Happily, after spending almost two days in various dignity events, Susan and her teenage son, who accompanied her, reached different conclusions. She concluded that she likes our emphasis on dignity—that it’s consistent with the values she espouses. She also concluded that our goal of improving the way we treat each other is consistent with her commitment to civic dialogue and public discourse.
She’s not keen on our 1-8 rating system.
As I understand it, she and many of her allies think that using numbers to rate speech will result in rating people as “good” or “bad” and then trying to “cancel” them. I assured her that we are not about rating “people” but are about rating speech. I emphasized that our goal is to expose how contempt works so that we can reduce contempt and increase dignity. As we say, “Contempt is hard to see when you use it, but hard to use once you see it.” Our Index numbers are designed to help us see it, so we use less of it.
She and I talked for quite a while and agreed to continue to be in touch. We talked again last week by Zoom, and while I can’t say we’re friends, we’re at least talking.
She told me several times that her community doesn’t feel that most people in power listen to them. I told her I don’t want to be one of those people who don’t listen. I shared with her that folks like me often feel judged and maligned based on rumors and distortions, and she told me that she doesn’t want to be one of those people who accuse me of motives without asking and checking the facts. I read her literature and told her that there was almost not a word with which I disagreed. She was surprised and acknowledged that she agreed with most of our dignity literature, too.
I was fascinated by what felt like real-time change for both of us. We were both open to the possibility that we might be wrong about the other, and we were both moved to relax our hostility and listen. Something inspired her to give me and my work a closer look, and I hope she felt the same movement from me. That’s the eye of dignity opening the heart to connection.

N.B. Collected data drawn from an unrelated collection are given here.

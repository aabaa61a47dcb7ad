//! Primitives shared by every index-gate crate.

use std::collections::BTreeSet;
use std::fmt;

use thiserror::Error;
use uuid::Uuid;

pub mod address;
pub mod matcher;

pub use address::HostPattern;
pub use matcher::MatcherWithWildcards;

/// Set of index (or alias, or pattern) names addressed by a request.
pub type IndexSet = BTreeSet<String>;

/// Placeholder some request shapes carry when they address no concrete index.
pub const NO_INDEX: &str = "<no-index>";

/// Shared error type for the primitive layer.
#[derive(Debug, Error, Clone, PartialEq, Eq)]
pub enum CoreError {
    #[error("invalid request id: {0}")]
    InvalidRequestId(String),
}

/// Longest id [`RequestId::parse`] accepts.
pub const MAX_REQUEST_ID_LEN: usize = 64;

/// Opaque identifier minted once per inbound request.
#[cfg_attr(feature = "serde-full", derive(serde::Serialize, serde::Deserialize))]
#[derive(Clone, Debug, Eq, PartialEq, Hash, PartialOrd, Ord)]
pub struct RequestId(String);

impl RequestId {
    pub fn new() -> Self {
        Self(Uuid::new_v4().simple().to_string())
    }

    /// Accepts ids minted elsewhere, e.g. forwarded by a fronting proxy.
    pub fn parse(raw: &str) -> Result<Self, CoreError> {
        let trimmed = raw.trim();
        if trimmed.is_empty()
            || trimmed.len() > MAX_REQUEST_ID_LEN
            || !trimmed.chars().all(|c| c.is_ascii_alphanumeric() || c == '-') {
            return Err(CoreError::InvalidRequestId(raw.to_string()));
        }
        Ok(Self(trimmed.to_string()))
    }

    pub fn as_str(&self) -> &str {
        &self.0
    }
}

impl Default for RequestId {
    fn default() -> Self {
        Self::new()
    }
}

impl fmt::Display for RequestId {
    fn fmt(&self, f: &mut fmt::Formatter<'_>) -> fmt::Result {
        f.write_str(&self.0)
    }
}

/// Builds an [`IndexSet`] from anything yielding names.
pub fn index_set<I, S>(names: I) -> IndexSet
where
    I: IntoIterator<Item = S>,
    S: Into<String>,
{
    names.into_iter().map(Into::into).collect()
}

/// Drops the [`NO_INDEX`] placeholder and empty names.
pub fn strip_placeholders(set: &mut IndexSet) {
    set.remove(NO_INDEX);
    set.remove("");
}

I noticed similar themes in the public comments of Rep. Marjorie Taylor Greene last week. Needless to say, she’s been a kind of public enemy of the left for years and now appears to be a public enemy of the right. But what fascinates me is her description of her own transformation.
Last week, she opened up about her current perception: "And I would like to say, humbly, I'm sorry for taking part in the toxic politics. It's very bad for our country…“It's been something I've thought about a lot, especially since Charlie Kirk was assassinated. I'm only responsible for myself and my own words and actions, and I'm committed—and I've been working on this a lot lately—to put down the knives in politics. I really just want to see people be kind to one another.”
That sounds a lot like Susan and me. I feel like she’s treating me with dignity, and I hope she feels that I’m treating her with dignity too. It was clear that our perceptions of each other had been distorted by political rhetoric, social media contempt, and a lack of connection. Put bluntly, she’d been fed lies about me and I about her. We’re nowhere near as far apart as we’d been led to believe.
Susan and I are just two people, and we’re probably not going to change anything more than the tenor of the discussions between the two of us. But she gives me hope—a lot of it. I hope everyone in the dignity movement finds someone like Susan who’s on the opposite side of their political views and opens up a relationship with that person. I hope good listening and curiosity, and a little humility, will guide a flourishing of those relationships. I hope those relationships–one by one–help reduce anxiety, prevent violence, and lead to better problem-solving.
That’s a dignity movement, one relationship at a time. I hope you join it.
It will be wonderful if Susan and I are able to stay connected. I’m not sure what’s next, but I am grateful that we’re in touch. Thank you, Susan.
I hope you’ll each find a way to be in touch too.